Problem details ->
What you need to produce from the material below is an exact transcription of the lines from the one with "control: &RunControl) ->" through the one with "dot, if any.", both included, and no other line.

─── The data

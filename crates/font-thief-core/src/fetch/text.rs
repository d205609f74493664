//! In-memory GET for documents and stylesheets.

use super::{easy_handle, FetchError, FetchOptions};
use crate::control::RunControl;

/// Refuse to buffer documents larger than this.
const MAX_TEXT_BYTES: usize = 16 * 1024 * 1024;

/// A fetched text resource.
#[derive(Debug, Clone)]
pub struct FetchedText {
    /// URL after redirects.
    pub final_url: String,
    pub status: u32,
    pub content_type: Option<String>,
    pub body: String,
}

/// GETs `url` into memory and decodes the body as (lossy) UTF-8. Blocking.
///
/// Non-2xx responses are returned as `FetchError::Http`.
pub fn fetch_text(url: &str, opts: &FetchOptions, control: &RunControl) -> Result<FetchedText, FetchError> {
    if control.is_cancelled() {
        return Err(FetchError::Cancelled);
    }
    let mut easy = easy_handle(url, opts)?;
    easy.accept_encoding("")?;
    let mut body = Vec::new();

    let performed = {
        let mut transfer = easy.transfer();
        transfer.write_function(|data| {
            if body.len() + data.len() > MAX_TEXT_BYTES {
                return Ok(0);
            }
            body.extend_from_slice(data);
            Ok(data.len())
        })?;
        transfer.progress_function(|_, _, _, _| !control.is_cancelled())?;
        transfer.perform()
    };
    if let Err(e) = performed {
        if control.is_cancelled() {
            return Err(FetchError::Cancelled);
        }
        return Err(FetchError::Curl(e));
    }

    let status = easy.response_code()?;
    if !(200..300).contains(&status) {
        return Err(FetchError::Http(status));
    }
    let final_url = easy
        .effective_url()?
        .map(str::to_string)
        .unwrap_or_else(|| url.to_string());
    let content_type = easy.content_type()?.map(str::to_string);

    Ok(FetchedText {
        final_url,
        status,
        content_type,
        body: String::from_utf8_lossy(&body).into_owned(),
    })
}
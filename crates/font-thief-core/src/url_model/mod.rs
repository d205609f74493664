//! Font file names and run directory slugs derived from URLs.

mod path;
mod sanitize;
mod slug;

pub use path::filename_from_url_path;
pub use sanitize::sanitize_filename;
pub use slug::slugify;

/// Name used when a URL yields nothing usable.
pub const DEFAULT_FONT_NAME: &str = "font";

/// Derives a safe local name for a font URL: the sanitized last path
/// segment, or [`DEFAULT_FONT_NAME`].
///
/// - `https://example.com/a/Inter.woff2?v=4` → `Inter.woff2`
/// - `https://example.com/` → `font`
pub fn derive_font_name(url: &str) -> String {
    let sanitized = filename_from_url_path(url)
        .map(|raw| sanitize_filename(&raw))
        .unwrap_or_default();
    if sanitized.is_empty() {
        DEFAULT_FONT_NAME.to_string()
    } else {
        sanitized
    }
}

/// Lower-case extension of `name` without the dot, if any.
pub fn extension_of(name: &str) -> Option<String> {
    std::path::Path::new(name)
        .extension()
        .and_then(|e| e.to_str())
        .filter(|e| !e.is_empty())
        .map(|e| e.to_ascii_lowercase())
}

/// `name` with `-<n>` inserted before the extension (`a.woff2`, 2 → `a-2.woff2`).
pub fn numbered_name(name: &str, n: usize) -> String {
    match name.rfind('.') {
        Some(dot) if dot > 0 => format!("{}-{}{}", &name[..dot], n, &name[dot..]),
        _ => format!("{}-{}", name, n),
    }
}
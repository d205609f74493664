//! Run coordinator: discovery, then a bounded fan-out of per-asset work.
//!
//! The page loader is closed on every exit path. Once discovery is frozen
//! each asset is moved into its own task; at most
//! `max_concurrent_downloads` tasks run at once. [`run`] returns only after
//! every asset reached a terminal outcome.

use std::path::PathBuf;
use std::sync::Arc;
use std::time::Duration;

use tokio::task::JoinSet;

use crate::asset::{AssetOutcome, AssetReport, FontAsset};
use crate::checksum::sha256_for_report;
use crate::config::FontThiefConfig;
use crate::context::RunContext;
use crate::control::RunControl;
use crate::convert::convert;
use crate::decode::DecoderRegistry;
use crate::downloader::{ensure_destination_directory, fetch_asset, DownloadSettings};
use crate::error::{AssetError, RunError};
use crate::loader::{BrowserHandle, NavigationResult, PageLoader};
use crate::observer::{observe, QuiescencePolicy};
use crate::registry::AssetRegistry;

/// Tunables of one run.
#[derive(Debug, Clone)]
pub struct RunOptions {
    pub max_concurrent_downloads: usize,
    pub download: DownloadSettings,
    pub quiescence: QuiescencePolicy,
    pub decode_timeout: Option<Duration>,
}

impl RunOptions {
    pub fn from_config(cfg: &FontThiefConfig) -> Self {
        Self {
            max_concurrent_downloads: cfg.max_concurrent_downloads.max(1),
            download: DownloadSettings::from_config(cfg),
            quiescence: QuiescencePolicy::from_config(cfg),
            decode_timeout: cfg.decode_timeout(),
        }
    }
}

impl Default for RunOptions {
    fn default() -> Self {
        Self::from_config(&FontThiefConfig::default())
    }
}

/// Per-outcome tallies.
#[derive(Debug, Clone, Copy, Default, PartialEq, Eq)]
pub struct OutcomeCounts {
    pub downloaded: usize,
    pub converted: usize,
    pub skipped: usize,
    pub failed: usize,
}

impl OutcomeCounts {
    pub fn total(&self) -> usize {
        self.downloaded + self.converted + self.skipped + self.failed
    }
}

/// Result of a completed run.
#[derive(Debug)]
pub struct RunReport {
    pub site: String,
    /// Where fonts were saved. `None` when nothing was found.
    pub destination: Option<PathBuf>,
    pub navigation: NavigationResult,
    /// Number of distinct fonts discovered.
    pub discovered: usize,
    /// One entry per discovered font, in discovery order.
    pub assets: Vec<AssetReport>,
}

impl RunReport {
    pub fn no_fonts_found(&self) -> bool {
        self.discovered == 0
    }

    pub fn any_failed(&self) -> bool {
        self.assets.iter().any(|a| a.outcome.is_failure())
    }

    pub fn counts(&self) -> OutcomeCounts {
        let mut counts = OutcomeCounts::default();
        for a in &self.assets {
            match a.outcome {
                AssetOutcome::Downloaded => counts.downloaded += 1,
                AssetOutcome::Converted => counts.converted += 1,
                AssetOutcome::Skipped(_) => counts.skipped += 1,
                AssetOutcome::Failed(_) => counts.failed += 1,
            }
        }
        counts
    }
}

async fn discover(
    browser: &mut dyn BrowserHandle,
    ctx: &RunContext,
    registry: &AssetRegistry,
    policy: &QuiescencePolicy,
    control: &RunControl,
) -> Result<NavigationResult, RunError> {
    let mut page = browser.new_page().await.map_err(RunError::Loader)?;
    observe(page.as_mut(), ctx.target(), registry, policy, control).await
}

/// Runs the whole pipeline for `ctx`.
pub async fn run(
    ctx: &RunContext,
    loader: &dyn PageLoader,
    decoders: Arc<DecoderRegistry>,
    opts: &RunOptions,
    control: &RunControl,
) -> Result<RunReport, RunError> {
    if control.is_cancelled() {
        return Err(RunError::Cancelled);
    }
    tracing::info!(site = %ctx.site(), "starting run");

    let mut browser = tokio::select! {
        _ = control.cancelled() => return Err(RunError::Cancelled),
        launched = loader.launch() => launched.map_err(RunError::Loader)?,
    };
    let registry = AssetRegistry::new();
    let discovered = discover(browser.as_mut(), ctx, &registry, &opts.quiescence, control).await;
    if let Err(e) = browser.close().await {
        tracing::warn!("closing page loader failed: {:#}", e);
    }
    let navigation = discovered?;

    let assets = registry.freeze();
    tracing::info!(fonts = assets.len(), "discovery finished");
    if assets.is_empty() {
        return Ok(RunReport {
            site: ctx.site().to_string(),
            destination: None,
            navigation,
            discovered: 0,
            assets: Vec::new(),
        });
    }

    ensure_destination_directory(ctx).await?;
    let discovered = assets.len();
    let reports = process_all(assets, ctx, decoders, opts, control).await;
    debug_assert_eq!(reports.len(), discovered);

    if control.is_cancelled() {
        return Err(RunError::Cancelled);
    }
    let report = RunReport {
        site: ctx.site().to_string(),
        destination: Some(ctx.destination_dir().to_path_buf()),
        navigation,
        discovered,
        assets: reports,
    };
    let counts = report.counts();
    tracing::info!(
        downloaded = counts.downloaded,
        converted = counts.converted,
        skipped = counts.skipped,
        failed = counts.failed,
        "run finished"
    );
    Ok(report)
}

/// Fans out one task per asset with a bound on tasks in flight. Reports
/// come back in discovery order.
async fn process_all(
    assets: Vec<FontAsset>,
    ctx: &RunContext,
    decoders: Arc<DecoderRegistry>,
    opts: &RunOptions,
    control: &RunControl,
) -> Vec<AssetReport> {
    let max_concurrent = opts.max_concurrent_downloads.max(1);
    let ctx = Arc::new(ctx.clone());
    let settings = Arc::new(opts.download.clone());
    let decode_timeout = opts.decode_timeout;

    let identities: Vec<(String, String)> = assets.iter().map(|a| (a.url.clone(), a.name.clone())).collect();
    let mut slots: Vec<Option<AssetReport>> = identities.iter().map(|_| None).collect();
    let mut queue = assets.into_iter().enumerate();
    let mut join_set = JoinSet::new();

    loop {
        while join_set.len() < max_concurrent {
            let Some((index, asset)) = queue.next() else {
                break;
            };
            let ctx = Arc::clone(&ctx);
            let settings = Arc::clone(&settings);
            let decoders = Arc::clone(&decoders);
            let control = control.clone();
            join_set.spawn(async move {
                let report = process_asset(asset, &ctx, &settings, &decoders, decode_timeout, &control).await;
                (index, report)
            });
        }

        let Some(joined) = join_set.join_next().await else {
            break;
        };
        match joined {
            Ok((index, report)) => slots[index] = Some(report),
            Err(e) => tracing::error!("asset task failed: {}", e),
        }
    }

    slots
        .into_iter()
        .zip(identities)
        .map(|(slot, (url, name))| {
            slot.unwrap_or_else(|| AssetReport {
                outcome: AssetOutcome::Failed(AssetError::Worker {
                    name: name.clone(),
                    message: "task ended without a report".into(),
                }),
                url,
                name,
                path: None,
                sha256: None,
            })
        })
        .collect()
}

/// Download, then convert when a format was requested.
async fn process_asset(
    mut asset: FontAsset,
    ctx: &RunContext,
    settings: &DownloadSettings,
    decoders: &DecoderRegistry,
    decode_timeout: Option<Duration>,
    control: &RunControl,
) -> AssetReport {
    let mut outcome = match fetch_asset(&mut asset, ctx, settings, control).await {
        Err(e) => AssetOutcome::Failed(e),
        Ok(_) => match ctx.requested_format() {
            None => AssetOutcome::Downloaded,
            Some(format) => convert(&mut asset, format, ctx, decoders, decode_timeout, control).await,
        },
    };
    if !asset.state().is_terminal(ctx.conversion_requested()) {
        tracing::error!(url = %asset.url, state = ?asset.state(), "asset work ended in a non-terminal state");
        outcome = AssetOutcome::Failed(AssetError::Worker {
            name: asset.name.clone(),
            message: format!("ended in state {:?}", asset.state()),
        });
    }

    let sha256 = match &asset.local_path {
        Some(path) => sha256_for_report(path.clone()).await,
        None => None,
    };
    AssetReport {
        url: asset.url,
        name: asset.name,
        path: asset.local_path,
        outcome,
        sha256,
    }
}
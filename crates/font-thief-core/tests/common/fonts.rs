//! Small but well-formed WOFF / WOFF2 files for end-to-end tests.

use std::io::Write;

/// `head` table with the magic number set.
pub fn head_table() -> Vec<u8> {
    let mut head = vec![0u8; 54];
    head[0..4].copy_from_slice(&0x0001_0000u32.to_be_bytes());
    head[12..16].copy_from_slice(&0x5F0F_3CF5u32.to_be_bytes());
    head[18..20].copy_from_slice(&1000u16.to_be_bytes());
    head
}

fn name_table() -> Vec<u8> {
    b"\x00\x00\x00\x00\x00\x06font-thief test".to_vec()
}

fn base128(mut v: u32) -> Vec<u8> {
    let mut out = vec![(v & 0x7F) as u8];
    v >>= 7;
    while v > 0 {
        out.insert(0, (v & 0x7F) as u8 | 0x80);
        v >>= 7;
    }
    out
}

/// CFF-flavored WOFF2 with `head`, `name` and `CFF ` stored untransformed.
pub fn sample_woff2() -> Vec<u8> {
    // (known tag index, data)
    let tables: [(u8, Vec<u8>); 3] = [
        (1, head_table()),
        (5, name_table()),
        (13, b"CFF outline bytes".to_vec()),
    ];
    let mut dir = Vec::new();
    let mut stream = Vec::new();
    for (index, data) in &tables {
        dir.push(*index);
        dir.extend(base128(data.len() as u32));
        stream.extend_from_slice(data);
    }
    let mut compressed = Vec::new();
    {
        let mut w = brotli::CompressorWriter::new(&mut compressed, 4096, 11, 22);
        w.write_all(&stream).unwrap();
    }

    let total = 48 + dir.len() + compressed.len();
    let mut out = Vec::new();
    out.extend_from_slice(b"wOF2");
    out.extend_from_slice(b"OTTO");
    out.extend_from_slice(&(total as u32).to_be_bytes());
    out.extend_from_slice(&(tables.len() as u16).to_be_bytes());
    out.extend_from_slice(&[0, 0]);
    out.extend_from_slice(&1024u32.to_be_bytes());
    out.extend_from_slice(&(compressed.len() as u32).to_be_bytes());
    out.extend_from_slice(&[0, 1, 0, 0]);
    out.extend_from_slice(&[0u8; 20]);
    out.extend_from_slice(&dir);
    out.extend_from_slice(&compressed);
    out
}

/// TrueType-flavored WOFF with a zlib-compressed `name` table.
pub fn sample_woff() -> Vec<u8> {
    let name = name_table().repeat(4);
    let mut enc = flate2::write::ZlibEncoder::new(Vec::new(), flate2::Compression::best());
    enc.write_all(&name).unwrap();
    let compressed_name = enc.finish().unwrap();

    let tables: [(&[u8; 4], Vec<u8>, Vec<u8>); 2] = [
        (b"head", head_table(), head_table()),
        (b"name", name, compressed_name),
    ];
    let header_len = 44 + 20 * tables.len();
    let mut dir = Vec::new();
    let mut body = Vec::new();
    for (tag, orig, stored) in &tables {
        let offset = header_len + body.len();
        dir.extend_from_slice(*tag);
        dir.extend_from_slice(&(offset as u32).to_be_bytes());
        dir.extend_from_slice(&(stored.len() as u32).to_be_bytes());
        dir.extend_from_slice(&(orig.len() as u32).to_be_bytes());
        dir.extend_from_slice(&0u32.to_be_bytes());
        body.extend_from_slice(stored);
        while body.len() % 4 != 0 {
            body.push(0);
        }
    }

    let total = header_len + body.len();
    let mut out = Vec::new();
    out.extend_from_slice(b"wOFF");
    out.extend_from_slice(&0x0001_0000u32.to_be_bytes());
    out.extend_from_slice(&(total as u32).to_be_bytes());
    out.extend_from_slice(&(tables.len() as u16).to_be_bytes());
    out.extend_from_slice(&[0, 0]);
    out.extend_from_slice(&1024u32.to_be_bytes());
    out.extend_from_slice(&[0, 1, 0, 0]);
    out.extend_from_slice(&[0u8; 20]);
    out.extend_from_slice(&dir);
    out.extend_from_slice(&body);
    out
}

/// Tag list of an sfnt, in directory order.
pub fn sfnt_tags(font: &[u8]) -> Vec<String> {
    let n = u16::from_be_bytes([font[4], font[5]]) as usize;
    (0..n)
        .map(|i| String::from_utf8_lossy(&font[12 + i * 16..16 + i * 16]).into_owned())
        .collect()
}
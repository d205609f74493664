//! File name hints from URL paths.

/// Last non-empty path segment of `url`, percent-decoded.
///
/// Query and fragment never take part. Returns `None` if the URL does not
/// parse or its path is empty/root.
pub fn filename_from_url_path(url: &str) -> Option<String> {
    let parsed = url::Url::parse(url).ok()?;
    let segment = parsed
        .path_segments()?
        .filter(|s| !s.is_empty())
        .last()?;
    let decoded = percent_decode(segment);
    if decoded.is_empty() || decoded == "." || decoded == ".." {
        return None;
    }
    Some(decoded)
}

/// Percent-decode a path segment; malformed escapes are kept literally.
pub(super) fn percent_decode(input: &str) -> String {
    let bytes = input.as_bytes();
    let mut out = Vec::with_capacity(bytes.len());
    let mut i = 0;
    while i < bytes.len() {
        if bytes[i] == b'%' && i + 2 < bytes.len() {
            if let (Some(h), Some(l)) = (hex_digit(bytes[i + 1]), hex_digit(bytes[i + 2])) {
                out.push(h << 4 | l);
                i += 3;
                continue;
            }
        }
        out.push(bytes[i]);
        i += 1;
    }
    String::from_utf8_lossy(&out).into_owned()
}

fn hex_digit(b: u8) -> Option<u8> {
    match b {
        b'0'..=b'9' => Some(b - b'0'),
        b'a'..=b'f' => Some(b - b'a' + 10),
        b'A'..=b'F' => Some(b - b'A' + 10),
        _ => None,
    }
}
//! Async retry loop around a fallible download attempt.

use super::classify;
use super::policy::{RetryDecision, RetryPolicy};
use crate::control::RunControl;
use crate::fetch::FetchError;
use std::future::Future;

/// Runs `attempt` until it succeeds, the policy gives up, or the run is
/// cancelled. Backoff sleeps are interrupted by cancellation.
pub async fn run_with_retry<T, F, Fut>(
    policy: &RetryPolicy,
    control: &RunControl,
    mut attempt: F,
) -> Result<T, FetchError>
where
    F: FnMut(u32) -> Fut,
    Fut: Future<Output = Result<T, FetchError>>,
{
    let mut n = 1u32;
    loop {
        let err = match attempt(n).await {
            Ok(v) => return Ok(v),
            Err(e) => e,
        };
        match policy.decide(n, classify::classify(&err)) {
            RetryDecision::NoRetry => return Err(err),
            RetryDecision::RetryAfter(delay) => {
                tracing::debug!(attempt = n, ?delay, "retrying after: {}", err);
                tokio::select! {
                    _ = control.cancelled() => return Err(FetchError::Cancelled),
                    _ = tokio::time::sleep(delay) => {}
                }
                n += 1;
            }
        }
    }
}
//! Big-endian cursor over font data.

use super::DecodeError;

pub(crate) struct Reader<'a> {
    data: &'a [u8],
    pos: usize,
    what: &'static str,
}

impl<'a> Reader<'a> {
    /// `what` names the structure being read, for error messages.
    pub(crate) fn new(data: &'a [u8], what: &'static str) -> Self {
        Self { data, pos: 0, what }
    }

    pub(crate) fn position(&self) -> usize {
        self.pos
    }

    /// Bytes consumed since `start`.
    pub(crate) fn since(&self, start: usize) -> &'a [u8] {
        &self.data[start..self.pos]
    }

    pub(crate) fn remaining(&self) -> usize {
        self.data.len() - self.pos
    }

    pub(crate) fn bytes(&mut self, n: usize) -> Result<&'a [u8], DecodeError> {
        if n > self.remaining() {
            return Err(DecodeError::Truncated(self.what));
        }
        let out = &self.data[self.pos..self.pos + n];
        self.pos += n;
        Ok(out)
    }

    pub(crate) fn u8(&mut self) -> Result<u8, DecodeError> {
        Ok(self.bytes(1)?[0])
    }

    pub(crate) fn u16(&mut self) -> Result<u16, DecodeError> {
        let b = self.bytes(2)?;
        Ok(u16::from_be_bytes([b[0], b[1]]))
    }

    pub(crate) fn i16(&mut self) -> Result<i16, DecodeError> {
        Ok(self.u16()? as i16)
    }

    pub(crate) fn u32(&mut self) -> Result<u32, DecodeError> {
        let b = self.bytes(4)?;
        Ok(u32::from_be_bytes([b[0], b[1], b[2], b[3]]))
    }

    /// WOFF2 `255UInt16`.
    pub(crate) fn u255_16(&mut self) -> Result<u16, DecodeError> {
        const WORD_CODE: u8 = 253;
        const ONE_MORE_BYTE_CODE2: u8 = 254;
        const ONE_MORE_BYTE_CODE1: u8 = 255;
        const LOWEST_U_CODE: u16 = 253;
        Ok(match self.u8()? {
            WORD_CODE => self.u16()?,
            ONE_MORE_BYTE_CODE1 => u16::from(self.u8()?) + LOWEST_U_CODE,
            ONE_MORE_BYTE_CODE2 => u16::from(self.u8()?) + LOWEST_U_CODE * 2,
            code => u16::from(code),
        })
    }

    /// WOFF2 `UIntBase128`: at most 5 bytes, no leading zeros, fits in u32.
    pub(crate) fn base128(&mut self) -> Result<u32, DecodeError> {
        let mut acc: u32 = 0;
        for i in 0..5 {
            let b = self.u8()?;
            if i == 0 && b == 0x80 {
                return Err(DecodeError::Malformed("UIntBase128 with leading zero".into()));
            }
            if acc & 0xFE00_0000 != 0 {
                return Err(DecodeError::Malformed("UIntBase128 overflows u32".into()));
            }
            acc = (acc << 7) | u32::from(b & 0x7F);
            if b & 0x80 == 0 {
                return Ok(acc);
            }
        }
        Err(DecodeError::Malformed("UIntBase128 longer than 5 bytes".into()))
    }
}
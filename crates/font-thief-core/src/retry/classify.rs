//! Map fetch failures onto retry policy error kinds.

use super::policy::ErrorKind;
use crate::fetch::FetchError;

pub fn classify_http_status(code: u32) -> ErrorKind {
    match code {
        429 | 503 => ErrorKind::Throttled,
        500..=599 => ErrorKind::Http5xx(code as u16),
        _ => ErrorKind::Other,
    }
}

pub fn classify_curl_error(e: &curl::Error) -> ErrorKind {
    if e.is_operation_timedout() {
        return ErrorKind::Timeout;
    }
    if e.is_couldnt_connect()
        || e.is_couldnt_resolve_host()
        || e.is_couldnt_resolve_proxy()
        || e.is_partial_file()
        || e.is_recv_error()
        || e.is_send_error()
        || e.is_got_nothing()
    {
        return ErrorKind::Connection;
    }
    ErrorKind::Other
}

pub fn classify(e: &FetchError) -> ErrorKind {
    match e {
        FetchError::Curl(ce) => classify_curl_error(ce),
        FetchError::Http(code) => classify_http_status(*code),
        // The server cut the body short; a fresh attempt may complete.
        FetchError::PartialTransfer { .. } => ErrorKind::Connection,
        FetchError::Storage(_) | FetchError::Cancelled => ErrorKind::Other,
    }
}
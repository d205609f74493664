//! Immutable per-run settings.

use std::path::{Path, PathBuf};

use url::Url;

use crate::error::RunError;
use crate::url_model::slugify;

/// Prefix of every run directory.
pub const RUN_DIR_PREFIX: &str = "font-thief-";

/// Checks that `input` is an absolute http(s) URL with a host.
pub fn validate_target_url(input: &str) -> Result<Url, RunError> {
    let invalid = |reason: &str| RunError::Validation {
        input: input.to_string(),
        reason: reason.to_string(),
    };
    let url = Url::parse(input.trim()).map_err(|e| invalid(&e.to_string()))?;
    if !matches!(url.scheme(), "http" | "https") {
        return Err(invalid("scheme must be http or https"));
    }
    if url.host_str().map_or(true, str::is_empty) {
        return Err(invalid("missing host"));
    }
    Ok(url)
}

/// Configuration of one run. Built once, then only borrowed.
#[derive(Debug, Clone)]
pub struct RunContext {
    site: String,
    target: Url,
    requested_format: Option<String>,
    destination_dir: PathBuf,
}

impl RunContext {
    /// Validates `site` and derives the destination directory
    /// `<output_root>/font-thief-<slug(site)>`. No side effects.
    pub fn new(
        site: &str,
        requested_format: Option<&str>,
        output_root: &Path,
    ) -> Result<Self, RunError> {
        let target = validate_target_url(site)?;
        let destination_dir = output_root.join(format!("{}{}", RUN_DIR_PREFIX, slugify(site.trim())));
        Ok(Self {
            site: site.trim().to_string(),
            target,
            requested_format: requested_format
                .map(str::trim)
                .filter(|f| !f.is_empty())
                .map(str::to_string),
            destination_dir,
        })
    }

    /// The site exactly as the user gave it (trimmed).
    pub fn site(&self) -> &str {
        &self.site
    }

    pub fn target(&self) -> &Url {
        &self.target
    }

    /// Output format as requested, unparsed; `None` means keep the containers.
    pub fn requested_format(&self) -> Option<&str> {
        self.requested_format.as_deref()
    }

    pub fn conversion_requested(&self) -> bool {
        self.requested_format.is_some()
    }

    pub fn destination_dir(&self) -> &Path {
        &self.destination_dir
    }

    pub fn path_for(&self, name: &str) -> PathBuf {
        self.destination_dir.join(name)
    }
}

──────

Result of this task ->
pub fn fetch_text(url: &str, opts: &FetchOptions, control: &RunControl) -> Result<FetchedText, FetchError> {
    if control.is_cancelled() {
        return Err(FetchError::Cancelled);
    }
    let mut easy = easy_handle(url, opts)?;
    easy.accept_encoding("")?;
    let mut body = Vec::new();

    let performed = {
        let mut transfer = easy.transfer();
        transfer.write_function(|data| {
            if body.len() + data.len() > MAX_TEXT_BYTES {
                return Ok(0);
            }
            body.extend_from_slice(data);
            Ok(data.len())
        })?;
        transfer.progress_function(|_, _, _, _| !control.is_cancelled())?;
        transfer.perform()
    };
    if let Err(e) = performed {
        if control.is_cancelled() {
            return Err(FetchError::Cancelled);
        }
        return Err(FetchError::Curl(e));
    }

    let status = easy.response_code()?;
    if !(200..300).contains(&status) {
        return Err(FetchError::Http(status));
    }
    let final_url = easy
        .effective_url()?
        .map(str::to_string)
        .unwrap_or_else(|| url.to_string());
    let content_type = easy.content_type()?.map(str::to_string);

    Ok(FetchedText {
        final_url,
        status,
        content_type,
        body: String::from_utf8_lossy(&body).into_owned(),
    })
}
filename crates/font-thief-core/src/url_model/mod.rs
repository d205609f74493664
//! Font file names and run directory slugs derived from URLs.

mod path;
mod sanitize;
mod slug;

pub use path::filename_from_url_path;
pub use sanitize::sanitize_filename;
pub use slug::slugify;

/// Name used when a URL yields nothing usable.
pub const DEFAULT_FONT_NAME: &str = "font";

/// Derives a safe local name for a font URL: the sanitized last path
/// segment, or [`DEFAULT_FONT_NAME`].
///
/// - `https://example.com/a/Inter.woff2?v=4` → `Inter.woff2`
/// - `https://example.com/` → `font`
pub fn derive_font_name(url: &str) -> String {
    let sanitized = filename_from_url_path(url)
        .map(|raw| sanitize_filename(&raw))
        .unwrap_or_default();
    if sanitized.is_empty() {
        DEFAULT_FONT_NAME.to_string()
    } else {
        sanitized
    }
}

/// Lower-case extension of `name` without the dot, if any.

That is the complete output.